1 Advisory and 1 Update Published – 12-30-25
Today CISA’s NCCIC-ICS published a control system security advisory for products from WHILL. They also updated an advisory for products from AzeoTech.
WHILL Advisory
This advisory describes a missing authentication for critical function vulnerability in the WHILL Model C2 Electric Wheelchairs and Model F Power Chairs. The vulnerability was reported to CISA by Billy Rios, Jesse Young, Brandon Rothel, Jonathan Butts, Henri Hein, Justin Boling, Nick Kulesza, Ken Natividad, and Carl Schuettthe of the Exploit Development Team - QED Secure Solutions. WHILL has ‘deployed fixes’ for the vulnerability.

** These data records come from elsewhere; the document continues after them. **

//! Reactor plumbing shared by the listener and client drivers.
//!
//! A driver owns one [`Reactor`]: a mio poll, the table of live channels,
//! and the stop-wake handle. All callbacks run on the thread that drives
//! the poll loop.
//!
//! # Token space
//!
//! Token 0 is the stop wake, token 1 the driver's own socket (the listening
//! socket, for a listener). Every channel occupies three consecutive
//! tokens: its stream, its write-wake eventfd, and its close-wake eventfd.

use std::collections::HashMap;
use std::io;
use std::sync::Arc;

use mio::event::Event;
use mio::unix::SourceFd;
use mio::{Events, Interest, Poll, Token};
use tracing::debug;

use pktio_core::{Codec, Result};

use crate::channel::{Channel, ChannelIo};
use crate::wake::WakeFd;

pub(crate) const STOP_TOKEN: Token = Token(0);
pub(crate) const DRIVER_TOKEN: Token = Token(1);

const CHANNEL_TOKEN_BASE: usize = 2;
const TOKENS_PER_CHANNEL: usize = 3;

#[derive(Debug, Clone, Copy, PartialEq, Eq)]
pub(crate) enum ChannelToken {
    Socket,
    WriteWake,
    CloseWake,
}

fn tokens_for(slot: usize) -> (Token, Token, Token) {
    let base = CHANNEL_TOKEN_BASE + slot * TOKENS_PER_CHANNEL;
    (Token(base), Token(base + 1), Token(base + 2))
}

pub(crate) fn decode(token: Token) -> Option<(usize, ChannelToken)> {
    let raw = token.0.checked_sub(CHANNEL_TOKEN_BASE)?;
    let slot = raw / TOKENS_PER_CHANNEL;
    let kind = match raw % TOKENS_PER_CHANNEL {
        0 => ChannelToken::Socket,
        1 => ChannelToken::WriteWake,
        _ => ChannelToken::CloseWake,
    };
    Some((slot, kind))
}

/// Thread-safe stop signal for a running driver. Cloneable and callable
/// from any thread, including from inside driver callbacks.
#[derive(Clone)]
pub struct StopHandle {
    wake: Arc<WakeFd>,
}

impl StopHandle {
    pub fn stop(&self) {
        self.wake.wake();
    }
}

pub(crate) struct Reactor<C: Codec> {
    pub(crate) poll: Poll,
    stop_wake: Arc<WakeFd>,
    channels: HashMap<usize, ChannelIo<C>>,
    next_slot: usize,
    pub(crate) out_buf_size: usize,
}

impl<C: Codec> Reactor<C> {
    pub(crate) fn new(out_buf_size: usize) -> io::Result<Self> {
        let poll = Poll::new()?;
        let stop_wake = Arc::new(WakeFd::new()?);
        poll.registry()
            .register(&mut SourceFd(&stop_wake.fd()), STOP_TOKEN, Interest::READABLE)?;
        Ok(Self {
            poll,
            stop_wake,
            channels: HashMap::new(),
            next_slot: 0,
            out_buf_size,
        })
    }

    pub(crate) fn stop_handle(&self) -> StopHandle {
        StopHandle {
            wake: self.stop_wake.clone(),
        }
    }

    pub(crate) fn drain_stop(&self) {
        self.stop_wake.drain();
    }

    /// Poll once, retrying interrupted syscalls.
    pub(crate) fn poll_events(&mut self, events: &mut Events) -> io::Result<()> {
        loop {
            match self.poll.poll(events, None) {
                Ok(()) => return Ok(()),
                Err(ref e) if e.kind() == io::ErrorKind::Interrupted => continue,
                Err(e) => return Err(e),
            }
        }
    }

    /// Register a socket as a new channel: three tokens, two eventfds, one
    /// table entry holding the reactor's reference to the channel.
    pub(crate) fn add_channel(
        &mut self,
        mut stream: mio::net::TcpStream,
        codec: C,
        connecting: bool,
    ) -> io::Result<(usize, Channel)> {
        let slot = self.next_slot;
        self.next_slot += 1;
        let (sock_token, write_token, close_token) = tokens_for(slot);

        let chan = Channel::new(self.out_buf_size)?;

        let interest = if connecting {
            Interest::READABLE | Interest::WRITABLE
        } else {
            Interest::READABLE
        };
        let registry = self.poll.registry();
        registry.register(&mut stream, sock_token, interest)?;
        registry.register(
            &mut SourceFd(&chan.shared.write_wake.fd()),
            write_token,
            Interest::READABLE,
        )?;
        registry.register(
            &mut SourceFd(&chan.shared.close_wake.fd()),
            close_token,
            Interest::READABLE,
        )?;

        debug!(channel = chan.id(), slot, "channel registered");
        let io = ChannelIo::new(stream, chan.clone(), codec, connecting);
        self.channels.insert(slot, io);
        Ok((slot, chan))
    }

    pub(crate) fn is_connecting(&self, slot: usize) -> bool {
        self.channels.get(&slot).is_some_and(|io| io.connecting)
    }

    /// Try to complete a nonblocking connect. `Ok(None)` means the socket
    /// is not connected yet (spurious wakeup); `Ok(Some)` hands back the
    /// channel with the socket reregistered for reads only.
    pub(crate) fn try_finish_connect(&mut self, slot: usize) -> Result<Option<Channel>> {
        let (sock_token, _, _) = tokens_for(slot);
        let Some(io) = self.channels.get_mut(&slot) else {
            return Ok(None);
        };
        if !io.connecting {
            return Ok(None);
        }

        if let Some(err) = io.stream.take_error()? {
            return Err(err.into());
        }
        match io.stream.peer_addr() {
            Ok(_) => {}
            Err(ref e) if e.kind() == io::ErrorKind::NotConnected => return Ok(None),
            Err(e) => return Err(e.into()),
        }

        io.connecting = false;
        self.poll
            .registry()
            .reregister(&mut io.stream, sock_token, Interest::READABLE)?;
        debug!(channel = io.chan().id(), "connect completed");
        Ok(Some(io.chan().clone()))
    }

    /// Route a channel event to the owning `ChannelIo`.
    pub(crate) fn dispatch(&mut self, event: &Event) {
        let Some((slot, kind)) = decode(event.token()) else {
            return;
        };
        match kind {
            ChannelToken::Socket => {
                if event.is_readable() {
                    self.socket_readable(slot);
                }
            }
            ChannelToken::WriteWake => self.write_wake(slot),
            ChannelToken::CloseWake => self.close_wake(slot),
        }
    }

    fn socket_readable(&mut self, slot: usize) {
        let failed = match self.channels.get_mut(&slot) {
            Some(io) => {
                if io.connecting || io.chan().is_closed() {
                    // Reads racing a close are dropped; the close wake will
                    // reap the channel.
                    return;
                }
                match io.on_readable() {
                    Ok(()) => false,
                    Err(err) => {
                        io.fail(&err);
                        true
                    }
                }
            }
            None => return,
        };
        if failed {
            self.remove_channel(slot);
        }
    }

    fn write_wake(&mut self, slot: usize) {
        if let Some(io) = self.channels.get_mut(&slot) {
            io.handle_write_wake();
        }
    }

    fn close_wake(&mut self, slot: usize) {
        if let Some(io) = self.channels.get_mut(&slot) {
            io.chan().shared.close_wake.drain();
            io.finish_close();
        }
        self.remove_channel(slot);
    }

    /// Close a channel from the driver itself (client stop path).
    pub(crate) fn close_channel(&mut self, slot: usize) {
        if let Some(io) = self.channels.get_mut(&slot) {
            io.finish_close();
        }
        self.remove_channel(slot);
    }

    /// Deregister and drop a channel's reactor state. Dropping the table
    /// entry releases the reactor's reference; the channel itself dies when
    /// the last user handle goes.
    pub(crate) fn remove_channel(&mut self, slot: usize) {
        if let Some(mut io) = self.channels.remove(&slot) {
            let registry = self.poll.registry();
            let _ = registry.deregister(&mut io.stream);
            let write_fd = io.chan().shared.write_wake.fd();
            let close_fd = io.chan().shared.close_wake.fd();
            let _ = registry.deregister(&mut SourceFd(&write_fd));
            let _ = registry.deregister(&mut SourceFd(&close_fd));
            debug!(channel = io.chan().id(), slot, "channel removed");
        }
    }
}
//! `WakeFd` — eventfd wake handle for cross-thread reactor signalling.
//!
//! Producers write to the eventfd from any thread; the reactor registers
//! the fd with its poll and drains it when it fires. Multiple wakes before
//! the reactor gets around to draining coalesce into a single readiness
//! event (eventfd counter semantics), which is exactly the contract the
//! channel needs: *at least* one drain per wake, not exactly one.

use std::io;
use std::os::unix::io::RawFd;

pub(crate) struct WakeFd {
    fd: RawFd,
}

impl WakeFd {
    pub(crate) fn new() -> io::Result<Self> {
        let fd = unsafe { libc::eventfd(0, libc::EFD_NONBLOCK | libc::EFD_CLOEXEC) };
        if fd < 0 {
            return Err(io::Error::last_os_error());
        }
        Ok(Self { fd })
    }

    /// Signal the reactor. Never blocks; `EAGAIN` means the counter is
    /// saturated, which implies a wake is already pending.
    pub(crate) fn wake(&self) {
        let val: u64 = 1;
        let _ = unsafe {
            libc::write(
                self.fd,
                &val as *const u64 as *const libc::c_void,
                std::mem::size_of::<u64>(),
            )
        };
    }

    /// Clear the counter so the next wake raises a fresh readiness event.
    pub(crate) fn drain(&self) {
        let mut val: u64 = 0;
        let _ = unsafe {
            libc::read(
                self.fd,
                &mut val as *mut u64 as *mut libc::c_void,
                std::mem::size_of::<u64>(),
            )
        };
    }

    #[inline]
    pub(crate) fn fd(&self) -> RawFd {
        self.fd
    }
}

impl Drop for WakeFd {
    fn drop(&mut self) {
        if self.fd >= 0 {
            unsafe { libc::close(self.fd) };
            self.fd = -1;
        }
    }
}
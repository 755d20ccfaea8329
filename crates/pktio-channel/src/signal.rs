//! Process-wide signal discipline.
//!
//! A write on a channel whose peer already disappeared raises `SIGPIPE`,
//! and the default disposition kills the process. The kernel reports the
//! same condition as `EPIPE` from the write, which the drain pass already
//! handles, so the signal carries no information worth dying for. Both
//! drivers ignore it once, process-wide, before touching a socket.

use std::sync::Once;

pub fn ignore_sigpipe() {
    static ONCE: Once = Once::new();
    ONCE.call_once(|| unsafe {
        libc::signal(libc::SIGPIPE, libc::SIG_IGN);
    });
}

#[cfg(test)]
mod tests {
    use super::*;

    #[test]
    fn idempotent() {
        ignore_sigpipe();
        ignore_sigpipe();
    }
}
//! `IoVec` — the reference-counted byte arena.
//!
//! One arena backs many in-flight packet views. The channel allocates an
//! arena, reads socket bytes into it, and hands out views; the arena stays
//! alive until the last view drops. Sharing is `Arc<IoVec>`, which gives the
//! required ordering for free: clone is a relaxed increment, the final drop
//! is a release decrement plus an acquire fence before the memory is freed.
//!
//! # Thread safety
//!
//! The buffer is reachable as raw memory, not as a `&mut [u8]`, so aliasing
//! rules are upheld by protocol rather than by the borrow checker:
//!
//! - On the ingress path only the owning channel's reactor thread writes,
//!   and only at offsets past every byte a view can see.
//! - On the egress path the producing thread writes all payload bytes
//!   *before* publishing the slot into the ring; the release/acquire pair on
//!   the ring indices makes them visible to the reactor.
//!
//! Violating either rule is a logic bug, not a memory-safety hazard the
//! compiler can catch; the accessors assert what they can and the rest is
//! protocol.

use std::alloc::{alloc, alloc_zeroed, dealloc, handle_alloc_error, Layout};
use std::ptr::NonNull;
use std::sync::atomic::{AtomicU64, Ordering};
use std::sync::Arc;

/// A shared, reference-counted arena handle.
pub type SharedIoVec = Arc<IoVec>;

/// A contiguous byte arena with an opaque 64-bit metadata tag.
pub struct IoVec {
    buf: NonNull<u8>,
    size: usize,
    /// Set once right after allocation, usually to the owning channel id.
    metadata: AtomicU64,
}

// Safety: the raw buffer is plain bytes; cross-thread access is governed by
// the publication protocol described in the module docs.
unsafe impl Send for IoVec {}
unsafe impl Sync for IoVec {}

impl IoVec {
    /// Allocate an arena of `size` bytes. `size` must be nonzero.
    pub fn new(size: usize) -> Self {
        Self::alloc_with(size, false)
    }

    /// Allocate a zero-filled arena of `size` bytes.
    pub fn new_zeroed(size: usize) -> Self {
        Self::alloc_with(size, true)
    }

    fn alloc_with(size: usize, zeroed: bool) -> Self {
        assert!(size > 0, "zero-size arena");
        let layout = Layout::array::<u8>(size).expect("arena layout overflow");
        let raw = unsafe {
            if zeroed {
                alloc_zeroed(layout)
            } else {
                alloc(layout)
            }
        };
        let buf = match NonNull::new(raw) {
            Some(p) => p,
            None => handle_alloc_error(layout),
        };
        Self {
            buf,
            size,
            metadata: AtomicU64::new(0),
        }
    }

    /// Allocation length in bytes. Always nonzero.
    #[inline]
    pub fn size(&self) -> usize {
        self.size
    }

    #[inline]
    pub fn metadata(&self) -> u64 {
        self.metadata.load(Ordering::Relaxed)
    }

    /// Tag the arena. Meant to be called once, right after allocation.
    #[inline]
    pub fn set_metadata(&self, metadata: u64) {
        self.metadata.store(metadata, Ordering::Relaxed);
    }

    /// Raw base pointer. Offset arithmetic is the caller's problem; every
    /// safe accessor in this crate bounds-checks against `size()`.
    #[inline]
    pub fn as_ptr(&self) -> *mut u8 {
        self.buf.as_ptr()
    }

    /// Borrow `len` bytes at `offset`.
    ///
    /// # Safety
    ///
    /// `offset + len` must be within `size()`, and no thread may be writing
    /// the same range for the lifetime of the slice (see module docs).
    #[inline]
    pub unsafe fn slice(&self, offset: usize, len: usize) -> &[u8] {
        debug_assert!(offset + len <= self.size);
        std::slice::from_raw_parts(self.buf.as_ptr().add(offset), len)
    }

    /// Copy `len` bytes from `src[from..]` to `dst[to..]`.
    ///
    /// `src` and `dst` may be the same arena and the ranges may overlap;
    /// this is the only primitive that relocates bytes inside an arena.
    pub fn memmove(dst: &IoVec, to: usize, src: &IoVec, from: usize, len: usize) {
        assert!(to + len <= dst.size, "memmove past destination arena");
        assert!(from + len <= src.size, "memmove past source arena");
        unsafe {
            std::ptr::copy(src.buf.as_ptr().add(from), dst.buf.as_ptr().add(to), len);
        }
    }
}

impl Drop for IoVec {
    fn drop(&mut self) {
        // Layout was validated at allocation time.
        let layout = Layout::array::<u8>(self.size).expect("arena layout overflow");
        unsafe { dealloc(self.buf.as_ptr(), layout) };
    }
}

impl std::fmt::Debug for IoVec {
    fn fmt(&self, f: &mut std::fmt::Formatter<'_>) -> std::fmt::Result {
        f.debug_struct("IoVec")
            .field("size", &self.size)
            .field("metadata", &self.metadata())
            .finish()
    }
}

/// Allocate a fresh shared arena.
pub fn make_shared_io_vec(size: usize) -> SharedIoVec {
    Arc::new(IoVec::new(size))
}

NCCIC-ICS reports that successful exploitation of this vulnerability could allow an attacker within Bluetooth range to take control over the product.
AzeoTech Update
This update provides additional information on the DAQFactory advisory that was originally published on December 11th, 2025. CISA does not provide any information on the changes being made. A quick check shows that two of the vulnerabilities have been removed from the advisory. They also added researcher names for the vulnerabilities reported through the Zero Day Initiative.
DTR Missing Vulnerabilities
Two vulnerabilities that were in the original AzeoTech advisory were removed from today’s updated advisory. They were:
Stack-based buffer overflow - CVE-2025-66584, and
Heap-based buffer overflow - CVE-2025-66587.
Both of these vulnerabilities are now listed at NVD.NIST.gov as ‘REJECTED’ with the following explanation: “This CVE ID has been rejected or withdrawn by its CVE Numbering Authority.” Typically this should mean that the vendor found a reason to object to the described vulnerability that was accepted by CISA.
According to the original advisory both vulnerabilities were reported by ZDI. Neither of those CVE numbers is listed in the current online ZDI vulnerability spreadsheet. Interestingly, ZDI reports 14 separate AzeoTech vulnerabilities using four of the five CVE’s listed in today’s updated advisory (See the table listed below). Those advisories were published on December 17th and 19th, so they were not available when I posted about the original CISA advisory on December 12th, 2025.
As I have noted here before, this is not an unusual occurrence with ZDI advisories. It has appeared that ZDI reports variations on a theme vulnerabilities that CISA has combined in to single vulnerabilities. I am not so sure that is the case here. Lets look at the three vulnerabilities reported under CVE-2025-66590, the bottom three in the table:
ZDI-25-1129 - Out-Of-Bounds Write Remote Code Execution Vulnerability - Rocco Calvi,
ZDI-25-1130 - Out-Of-Bounds Write Remote Code Execution Vulnerability- Andrea Micalizzi, and
ZDI-25-1162 - Memory Corruption Remote Code Execution Vulnerability - Rocco Calvi
It looks like the first two could have been the same vulnerability being reported by different researchers. In fact Calvi reported #1129 on September 11th, 2025, while Micalizzi reported #1130 on June 23rd, 2025. The description of the vulnerability process is also slightly different in the two advisories. The #1129 advisory notes that the flaw “can result in a write past the end of an allocated object” where the #1130 notes that the flaw “can result in a write past the end of an allocated buffer”. It is not clear if that is just an editorial word choice difference or whether it is the description of separate vulnerabilities. The #1162 advisory clearly describes a memory corruption issue not a buffer overflow. There is no indication why it was included as a CVE-2025-66590 vulnerability.